Karst topography has been well recognized to include high velocity, turbulent subterranean fluid pathways that are strongly coupled by fractures and openings to surface streams where water and sediment is exchanged. Recent research has focused on the fate and transport of organic carbon in surface dominated fluvial systems, but we find that little knowledge has been reported with regards to the transport and fate of terrestrially-derived sediment organic carbon within karst subterranean pathways. This study investigates the hypothesis that karst pathways could act as biologically active conveyors of sediment organic carbon that temporarily store sediment, turnover carbon at higher rates than would be considered otherwise, and recharge relatively depleted sediment organic carbon back to the surface stream within the fluvial system.

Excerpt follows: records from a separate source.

//! Amount type for the value of a transaction.
//!
//! Amounts are stored unsigned. Whether money came in or went out is carried by the
//! `TransactionType`, so `Amount` refuses negative, `NaN` and infinite values.

use crate::model::TransactionType;
use crate::Result;
use anyhow::{bail, Context};
use serde::{Deserialize, Deserializer, Serialize};
use std::fmt;
use std::str::FromStr;

/// The currency symbol appended when an amount is shown to the user.
const CURRENCY: &str = "₫";

/// A finite, non-negative monetary value.
///
/// # Examples
///
/// ```
/// # use expense_sync::Amount;
/// # use std::str::FromStr;
/// let amount = Amount::from_str("10,000,000").unwrap();
/// assert_eq!(amount.value(), 10_000_000.0);
/// assert_eq!(amount.to_string(), "10,000,000");
/// assert!(Amount::from_str("abc").is_err());
/// ```
#[derive(Debug, Clone, Copy, PartialEq, PartialOrd, Default, Serialize)]
#[serde(transparent)]
pub struct Amount(f64);

impl Amount {
    /// Creates an `Amount`, failing if `value` is negative or not finite.
    pub fn new(value: f64) -> Result<Self> {
        if !value.is_finite() {
            bail!("Amount must be a number, got {value}");
        }
        if value < 0.0 {
            bail!("Amount must not be negative, use the transaction type for money going out");
        }
        Ok(Self(value))
    }

    /// Wraps a value read back from storage. Values in the database were validated on the way in.
    pub(crate) fn from_stored(value: f64) -> Self {
        Self(value)
    }

    pub fn value(&self) -> f64 {
        self.0
    }

    /// Formats the amount the way it appears in a listing, e.g. `+ 10,000,000 ₫` for income and
    /// `- 50,000 ₫` for an expense.
    pub fn signed_display(&self, transaction_type: TransactionType) -> String {
        let sign = match transaction_type {
            TransactionType::Income => '+',
            TransactionType::Expense => '-',
        };
        format!("{sign} {self} {CURRENCY}")
    }
}

impl FromStr for Amount {
    type Err = anyhow::Error;

    /// Parses user input. Surrounding whitespace is ignored, and commas are allowed as thousands
    /// separators in the integer part.
    fn from_str(s: &str) -> Result<Self> {
        let trimmed = s.trim();
        if trimmed.is_empty() {
            bail!("Missing data: an amount is required");
        }
        let value = strip_thousands(trimmed)
            .and_then(|cleaned| f64::from_str(&cleaned).ok())
            .with_context(|| format!("Amount must be a number, got '{trimmed}'"))?;
        Amount::new(value)
    }
}

/// Removes thousands separators, returning `None` when a comma is anywhere other than between
/// groups of three digits in the integer part (`1,5` and `1,2,3` are not numbers).
fn strip_thousands(s: &str) -> Option<String> {
    if !s.contains(',') {
        return Some(s.to_string());
    }
    let (integer, fraction) = match s.split_once('.') {
        Some((integer, fraction)) => (integer, Some(fraction)),
        None => (s, None),
    };
    if fraction.is_some_and(|f| f.contains(',')) {
        return None;
    }
    let digits = integer.trim_start_matches(['+', '-']);
    let sign = &integer[..integer.len() - digits.len()];
    let mut groups = digits.split(',');
    let first = groups.next()?;
    let is_digits = |g: &str| g.bytes().all(|b| b.is_ascii_digit());
    if first.is_empty() || first.len() > 3 || !is_digits(first) {
        return None;
    }
    let mut cleaned = format!("{sign}{first}");
    for group in groups {
        if group.len() != 3 || !is_digits(group) {
            return None;
        }
        cleaned.push_str(group);
    }
    if let Some(fraction) = fraction {
        cleaned.push('.');
        cleaned.push_str(fraction);
    }
    Some(cleaned)
}

impl fmt::Display for Amount {
    fn fmt(&self, f: &mut fmt::Formatter<'_>) -> fmt::Result {
        if self.0.fract() == 0.0 {
            write!(f, "{}", format_num::format_num!(",.0f", self.0))
        } else {
            write!(f, "{}", format_num::format_num!(",.2f", self.0))
        }
    }
}

impl<'de> Deserialize<'de> for Amount {
    fn deserialize<D>(deserializer: D) -> std::result::Result<Self, D::Error>
    where
        D: Deserializer<'de>,
    {
        let value = f64::deserialize(deserializer)?;
        Amount::new(value).map_err(serde::de::Error::custom)
    }
}
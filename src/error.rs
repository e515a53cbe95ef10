//! Error types shared across the crate.
//!
//! Internally everything is an `anyhow::Error`. At the command boundary an `ErrorType` is attached
//! as context so that callers can tell a bad input apart from a storage or network failure.

use serde::{Deserialize, Serialize};

pub type Error = anyhow::Error;
pub type Result<T> = std::result::Result<T, Error>;

/// The broad category of a failure, as surfaced to the user.
#[derive(Debug, Clone, Copy, Eq, PartialEq, Hash, Serialize, Deserialize)]
#[serde(rename_all = "snake_case")]
pub enum ErrorType {
    /// The user supplied a blank title, a non-numeric amount, or similar. Nothing was written.
    Validation,
    /// A read or write against the local SQLite database failed.
    Database,
    /// One of the steps of a sync failed. Remote changes already applied are not rolled back.
    Sync,
    /// The home directory, config file or sync URL is missing or malformed.
    Config,
}

serde_plain::derive_display_from_serialize!(ErrorType);
serde_plain::derive_fromstr_from_deserialize!(ErrorType);

/// Attaches an `ErrorType` to the error of a `Result`.
pub trait IntoResult<T> {
    fn pub_result(self, error_type: ErrorType) -> Result<T>;
}

impl<T, E> IntoResult<T> for std::result::Result<T, E>
where
    E: Into<Error>,
{
    fn pub_result(self, error_type: ErrorType) -> Result<T> {
        self.map_err(|e| e.into().context(error_type))
    }
}

/// Returns the `ErrorType` that was attached with `pub_result`, if any.
pub fn error_type(e: &Error) -> Option<ErrorType> {
    e.downcast_ref::<ErrorType>().copied()
}

#[cfg(test)]
mod tests {
    use super::*;
    use anyhow::anyhow;

    #[test]
    fn test_pub_result_attaches_type() {
        let r: std::result::Result<(), Error> = Err(anyhow!("disk on fire"));
        let e = r.pub_result(ErrorType::Database).unwrap_err();
        assert_eq!(error_type(&e), Some(ErrorType::Database));
        let chain = format!("{e:#}");
        assert!(chain.contains("database"), "{chain}");
        assert!(chain.contains("disk on fire"), "{chain}");
    }

    #[test]
    fn test_untyped_error() {
        let e = anyhow!("plain");
        assert_eq!(error_type(&e), None);
    }

    #[test]
    fn test_error_type_display() {
        assert_eq!(ErrorType::Validation.to_string(), "validation");
        assert_eq!("sync".parse::<ErrorType>().unwrap(), ErrorType::Sync);
    }
}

Mixed research methods are applied within a mature karst network in the Bluegrass Region, Kentucky, USA, and methods included high resolution measurements of water and sediment characteristics for surface streams, carbon and stable carbon isotope measurements of transported sediment, and numerical modeling of water and sediment pathways. A modeling framework coupling physical and biogeochemcial processes of transport and decomposition is developed for use in mature fluviokarst watersheds. Results of this study show that phreatic nature of karst conduits results in the subsurface deposition of labile, storm-injected sediment which is subsequently decomposed by heterotrophic bacteria. Results of this study show a 40% depletion of organic content that corresponds with the depletion and outgassing of 0.06 metric tCkm^-2yr^-1 of organic carbon delivered to the subsurface conduit. This result is in contrast to surfacewater dominated streams in the Bluegrass Region for which research has shown that organic carbon can undergo a 50% enrichment from the time it enters the stream until the time it exits.